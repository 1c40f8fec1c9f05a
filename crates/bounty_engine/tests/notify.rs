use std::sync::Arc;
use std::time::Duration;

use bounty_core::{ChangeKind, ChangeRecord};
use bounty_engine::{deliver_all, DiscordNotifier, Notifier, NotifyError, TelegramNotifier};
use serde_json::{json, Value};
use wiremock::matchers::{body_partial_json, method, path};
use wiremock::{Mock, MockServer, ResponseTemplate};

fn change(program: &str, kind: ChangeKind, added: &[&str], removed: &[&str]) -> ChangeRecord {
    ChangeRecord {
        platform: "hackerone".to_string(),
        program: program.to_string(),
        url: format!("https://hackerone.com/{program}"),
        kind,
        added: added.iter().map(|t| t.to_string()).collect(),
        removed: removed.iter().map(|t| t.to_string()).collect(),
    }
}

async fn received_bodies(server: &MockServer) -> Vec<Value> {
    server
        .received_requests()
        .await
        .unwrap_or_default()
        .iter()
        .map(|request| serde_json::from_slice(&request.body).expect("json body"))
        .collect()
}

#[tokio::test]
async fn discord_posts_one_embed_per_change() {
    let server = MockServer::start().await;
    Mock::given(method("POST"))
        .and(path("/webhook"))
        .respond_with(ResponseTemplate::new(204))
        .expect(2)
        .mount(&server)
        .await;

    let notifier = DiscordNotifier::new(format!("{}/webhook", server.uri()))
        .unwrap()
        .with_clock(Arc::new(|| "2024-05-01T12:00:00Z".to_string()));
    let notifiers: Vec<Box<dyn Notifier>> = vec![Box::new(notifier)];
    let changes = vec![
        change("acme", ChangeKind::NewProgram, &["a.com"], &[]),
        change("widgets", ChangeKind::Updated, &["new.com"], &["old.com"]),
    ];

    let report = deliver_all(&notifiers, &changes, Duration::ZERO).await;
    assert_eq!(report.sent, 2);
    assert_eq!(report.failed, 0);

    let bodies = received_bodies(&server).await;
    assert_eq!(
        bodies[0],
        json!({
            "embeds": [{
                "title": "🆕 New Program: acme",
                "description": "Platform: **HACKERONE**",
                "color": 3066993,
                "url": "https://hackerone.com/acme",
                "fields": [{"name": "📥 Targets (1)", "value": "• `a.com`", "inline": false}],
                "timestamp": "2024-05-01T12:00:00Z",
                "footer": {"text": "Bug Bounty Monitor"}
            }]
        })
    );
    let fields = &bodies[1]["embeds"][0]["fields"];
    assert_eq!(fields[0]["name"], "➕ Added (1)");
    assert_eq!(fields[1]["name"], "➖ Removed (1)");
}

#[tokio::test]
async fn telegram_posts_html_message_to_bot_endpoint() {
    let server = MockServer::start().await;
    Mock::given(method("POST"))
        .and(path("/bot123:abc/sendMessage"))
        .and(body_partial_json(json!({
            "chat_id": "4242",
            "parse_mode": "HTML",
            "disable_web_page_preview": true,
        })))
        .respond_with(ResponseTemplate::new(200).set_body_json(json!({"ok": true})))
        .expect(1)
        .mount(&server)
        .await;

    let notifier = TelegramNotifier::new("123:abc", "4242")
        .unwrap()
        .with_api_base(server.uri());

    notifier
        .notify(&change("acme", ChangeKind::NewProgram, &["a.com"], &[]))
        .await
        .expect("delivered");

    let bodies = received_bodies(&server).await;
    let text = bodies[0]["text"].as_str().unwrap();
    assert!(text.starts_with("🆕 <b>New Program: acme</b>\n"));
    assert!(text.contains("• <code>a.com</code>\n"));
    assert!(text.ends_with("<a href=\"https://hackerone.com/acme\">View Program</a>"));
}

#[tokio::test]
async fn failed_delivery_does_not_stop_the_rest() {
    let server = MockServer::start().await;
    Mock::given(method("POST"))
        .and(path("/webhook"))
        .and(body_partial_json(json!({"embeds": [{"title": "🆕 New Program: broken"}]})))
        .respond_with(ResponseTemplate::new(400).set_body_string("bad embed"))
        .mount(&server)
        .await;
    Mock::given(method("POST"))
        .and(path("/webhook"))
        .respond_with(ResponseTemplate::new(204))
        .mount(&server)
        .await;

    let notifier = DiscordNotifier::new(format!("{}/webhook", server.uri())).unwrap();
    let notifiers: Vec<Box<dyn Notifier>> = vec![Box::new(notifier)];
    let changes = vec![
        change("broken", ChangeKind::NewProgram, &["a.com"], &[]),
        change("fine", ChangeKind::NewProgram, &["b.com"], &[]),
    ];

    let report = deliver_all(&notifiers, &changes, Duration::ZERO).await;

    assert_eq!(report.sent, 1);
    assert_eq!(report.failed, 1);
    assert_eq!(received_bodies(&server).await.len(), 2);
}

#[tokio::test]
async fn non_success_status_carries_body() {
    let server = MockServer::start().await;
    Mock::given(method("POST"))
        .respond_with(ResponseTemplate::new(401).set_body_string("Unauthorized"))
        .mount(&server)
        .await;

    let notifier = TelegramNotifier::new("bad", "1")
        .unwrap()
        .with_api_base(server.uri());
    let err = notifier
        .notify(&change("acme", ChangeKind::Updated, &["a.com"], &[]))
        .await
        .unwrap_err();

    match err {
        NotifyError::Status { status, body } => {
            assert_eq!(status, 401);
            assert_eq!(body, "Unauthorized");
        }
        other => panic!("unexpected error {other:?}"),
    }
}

• • • • •

__Exercise aim__. All lines in the entries above that hold the word "iter" need to be copied.

__Answer below__.
        added: added.iter().map(|t| t.to_string()).collect(),
        removed: removed.iter().map(|t| t.to_string()).collect(),
        .iter()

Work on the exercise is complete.